Об «Амбарчике» известно мало. По словам Рубик, не сохранилось никаких архивов, неизвестно число заключенных, неизвестно, сколько их погибло тут от холода, голода и тяжкого труда.
Есть документальные свидетельства одного жуткого эпизода в ноябре 1937 года, когда во время тюремного бунта охранники уничтожили 49 человек, продолжает директор музея свой рассказ. Местные называют место казни «Кровавым озером»; оно и сейчас считается «плохим местом». Сегодня на том месте, где был лагерь, стоит одинокий крест. Сам лагерь разобрали после смерти Сталина в 1953 году. Заключенный перевели в другие тюрьмы или выпустили, и, как рассказывает Рубик, некоторые остались тут жить, обзавелись семьями.
Жить здесь не только тяжело, но еще и дорого. Буханка хлеба стоит 40 рублей (1,20 долларов), что в два-три раза дороже, чем в Москве. Дорога до Якутска, в один конец, обходится в 560 долларов, а это больше месячной зарплаты большинства здешних жителей.
«Тут нечего делать, ни детям, ни взрослым. Только семья и работа, семья и работа», - говорит Сардана Голубчикова, работающая в отделе образования.

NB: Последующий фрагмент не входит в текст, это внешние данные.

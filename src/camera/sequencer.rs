//! Ordered bring-up and tear-down of the capture chain.
//!
//! Bring-up: tunnels, Idle, port enable, flushing off, buffer allocation,
//! Executing, capture on, output population. Tear-down walks the same
//! steps backwards. Which components and ports take part depends on the
//! target and on whether the committed format is compressed.

use super::lifecycle::set_state_and_wait;
use super::live::{Live, LiveState};
use crate::error::{Error, Result};
use crate::il::{ComponentRole, ComponentState, Config, IlComponent, PortHandle, PortRole};
use std::sync::Arc;

/// Components and ports involved in capturing the committed format.
struct CapturePlan {
    components: Vec<Arc<dyn IlComponent>>,
    ports: Vec<PortHandle>,
    buffer_ports: Vec<PortHandle>,
    tunnels: Vec<(PortHandle, PortHandle)>,
}

struct PlanRoles {
    components: Vec<ComponentRole>,
    ports: Vec<PortRole>,
    buffer_ports: Vec<PortRole>,
    tunnels: Vec<(PortRole, PortRole)>,
}

impl CapturePlan {
    fn roles(state: &LiveState) -> PlanRoles {
        let extended = state.target.is_extended();
        let chained = extended
            && state
                .negotiation
                .format
                .as_ref()
                .is_some_and(|f| !f.is_raw());

        let mut components = vec![ComponentRole::Camera];
        let mut ports = vec![PortRole::CameraIn, PortRole::CameraVideoOut];
        let mut tunnels = Vec::new();
        if extended {
            components.push(ComponentRole::NullSink);
            ports.extend([PortRole::CameraPreviewOut, PortRole::NullSinkIn]);
            tunnels.push((PortRole::CameraPreviewOut, PortRole::NullSinkIn));
        }
        if chained {
            components.push(ComponentRole::Encoder);
            ports.extend([PortRole::EncoderIn, PortRole::EncoderOut]);
            tunnels.push((PortRole::CameraVideoOut, PortRole::EncoderIn));
        }
        let output = if chained {
            PortRole::EncoderOut
        } else {
            PortRole::CameraVideoOut
        };
        PlanRoles {
            components,
            ports,
            buffer_ports: vec![PortRole::CameraIn, output],
            tunnels,
        }
    }

    /// Every handle must be present.
    fn strict(state: &LiveState) -> Result<Self> {
        let PlanRoles {
            components,
            ports,
            buffer_ports,
            tunnels,
        } = Self::roles(state);
        Ok(Self {
            components: components
                .into_iter()
                .map(|r| state.require_component(r).cloned())
                .collect::<Result<_>>()?,
            ports: ports
                .into_iter()
                .map(|r| state.require_port(r).cloned())
                .collect::<Result<_>>()?,
            buffer_ports: buffer_ports
                .into_iter()
                .map(|r| state.require_port(r).cloned())
                .collect::<Result<_>>()?,
            tunnels: tunnels
                .into_iter()
                .map(|(out, dest)| {
                    Ok((
                        state.require_port(out)?.clone(),
                        state.require_port(dest)?.clone(),
                    ))
                })
                .collect::<Result<_>>()?,
        })
    }

    /// Absent handles are skipped.
    fn lenient(state: &LiveState) -> Self {
        let PlanRoles {
            components,
            ports,
            buffer_ports,
            ..
        } = Self::roles(state);
        Self {
            components: components
                .into_iter()
                .filter_map(|r| state.component(r).cloned())
                .collect(),
            ports: ports
                .into_iter()
                .filter_map(|r| state.port(r).cloned())
                .collect(),
            buffer_ports: buffer_ports
                .into_iter()
                .filter_map(|r| state.port(r).cloned())
                .collect(),
            tunnels: Vec::new(),
        }
    }
}

/// Bring the capture chain to Executing and start capturing.
///
/// Blocks until a format has been committed.
pub(crate) fn start_capturing(live: &Live) -> Result<()> {
    let state = live.lock();
    let state = live.wait_until(state, "video not configured", |s| s.video_configured);

    let result = bring_up(&state);
    if let Err(err) = &result {
        tracing::error!(error = %err, "failed to start capturing");
    }
    drop(state);
    live.broadcast();
    result
}

fn bring_up(state: &LiveState) -> Result<()> {
    let plan = CapturePlan::strict(state)?;
    let camera = state.require_component(ComponentRole::Camera)?;
    let video_out = state.require_port(PortRole::CameraVideoOut)?;

    for (out, dest) in &plan.tunnels {
        out.tunnel_to(dest)?;
    }
    for component in &plan.components {
        set_state_and_wait(component.as_ref(), ComponentState::Idle)?;
    }
    for port in &plan.ports {
        port.set_enabled(true)?;
    }
    for port in &plan.ports {
        port.set_flushing(false)?;
    }
    for port in &plan.buffer_ports {
        port.allocate_buffers()?;
    }
    for component in &plan.components {
        set_state_and_wait(component.as_ref(), ComponentState::Executing)?;
    }

    camera.set_config(Config::Capturing {
        port: video_out.index(),
        enabled: true,
    })?;

    // The last buffer port is the output frames come from.
    let output = plan
        .buffer_ports
        .last()
        .ok_or(Error::PortMissing(PortRole::CameraVideoOut))?;
    output.populate()?;
    output.mark_reconfigured()?;

    tracing::info!(components = plan.components.len(), "capture started");
    Ok(())
}

/// Stop capturing and bring the chain back to Loaded.
///
/// Does nothing when the camera is not executing.
pub(crate) fn stop_capturing(live: &Live) -> Result<()> {
    let state = live.lock();
    let executing = state
        .component(ComponentRole::Camera)
        .is_some_and(|c| c.get_state() == ComponentState::Executing);
    if !executing {
        return Ok(());
    }

    let result = tear_down(&state);
    if let Err(err) = &result {
        tracing::error!(error = %err, "failed to stop capturing");
    }
    drop(state);
    live.broadcast();
    result
}

fn tear_down(state: &LiveState) -> Result<()> {
    let plan = CapturePlan::lenient(state);

    if let (Some(camera), Some(video_out)) = (
        state.component(ComponentRole::Camera),
        state.port(PortRole::CameraVideoOut),
    ) {
        camera.set_config(Config::Capturing {
            port: video_out.index(),
            enabled: false,
        })?;
    }

    for port in &plan.ports {
        port.set_flushing(true)?;
    }
    for port in &plan.ports {
        port.set_enabled(false)?;
    }
    for port in &plan.buffer_ports {
        port.deallocate_buffers()?;
    }
    for component in plan.components.iter().rev() {
        set_state_and_wait(component.as_ref(), ComponentState::Idle)?;
    }
    for component in plan.components.iter().rev() {
        set_state_and_wait(component.as_ref(), ComponentState::Loaded)?;
    }

    tracing::info!("capture stopped");
    Ok(())
}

Впрочем, молодежь здесь вовсе не выглядит унылой и серой. Подростки щеголяют нарядами, от высоких каблуков, до джинсов на бедрах. Женщины, как и сама 27-летняя Голубчикова, одеваются модно, ходят на каблуках даже по обледенелым улицам. У всех есть сотовые телефоны.
Однако будущее не сулит молодежи никаких перспектив. «После школы тут остается очень мало выпускников, - рассказывает школьный секретарь Елена Кузнецова. – Родители всячески стремятся вывезти их отсюда, устроить учиться в университет».
Кое-то ностальгически вспоминает последние годы советской власти, когда цены на продукты питания дотировались, а зарплаты были настолько большими, что даже школьные учителя могли раз в месяц летать в Москву.
«При Советском Союзе в магазинах у нас всегда было мясо и рыба», - говорит 65-летняя Анастасия Винокурова, закутанная в яркий шарф под меховой шапкой.
69-летняя Лидия Мартынова работала в издательстве; теперь оно закрыто, как и большинство других мелких предприятий, прекративших работу после распада Советского Союза.
Зимой она забрасывает рыболовную сеть в прорубь на реке Колыме. Выращивает овощи в небольшой теплице, держит несколько кур; летом собирает ягоды в лесу. Говорит, что при этом еще и дочь из Якутска шлет ей много съестных припасов.
«Во времена Советского Союза было намного лучше, - говорит Мартынова. – Мы могли себе позволить отдых на море каждый год. Сейчас я уже, наверное, лет 15 никуда не выезжала – только один раз мне органы здравоохранения оплатили поездку в Якутск. Все поездки обходятся очень дорого».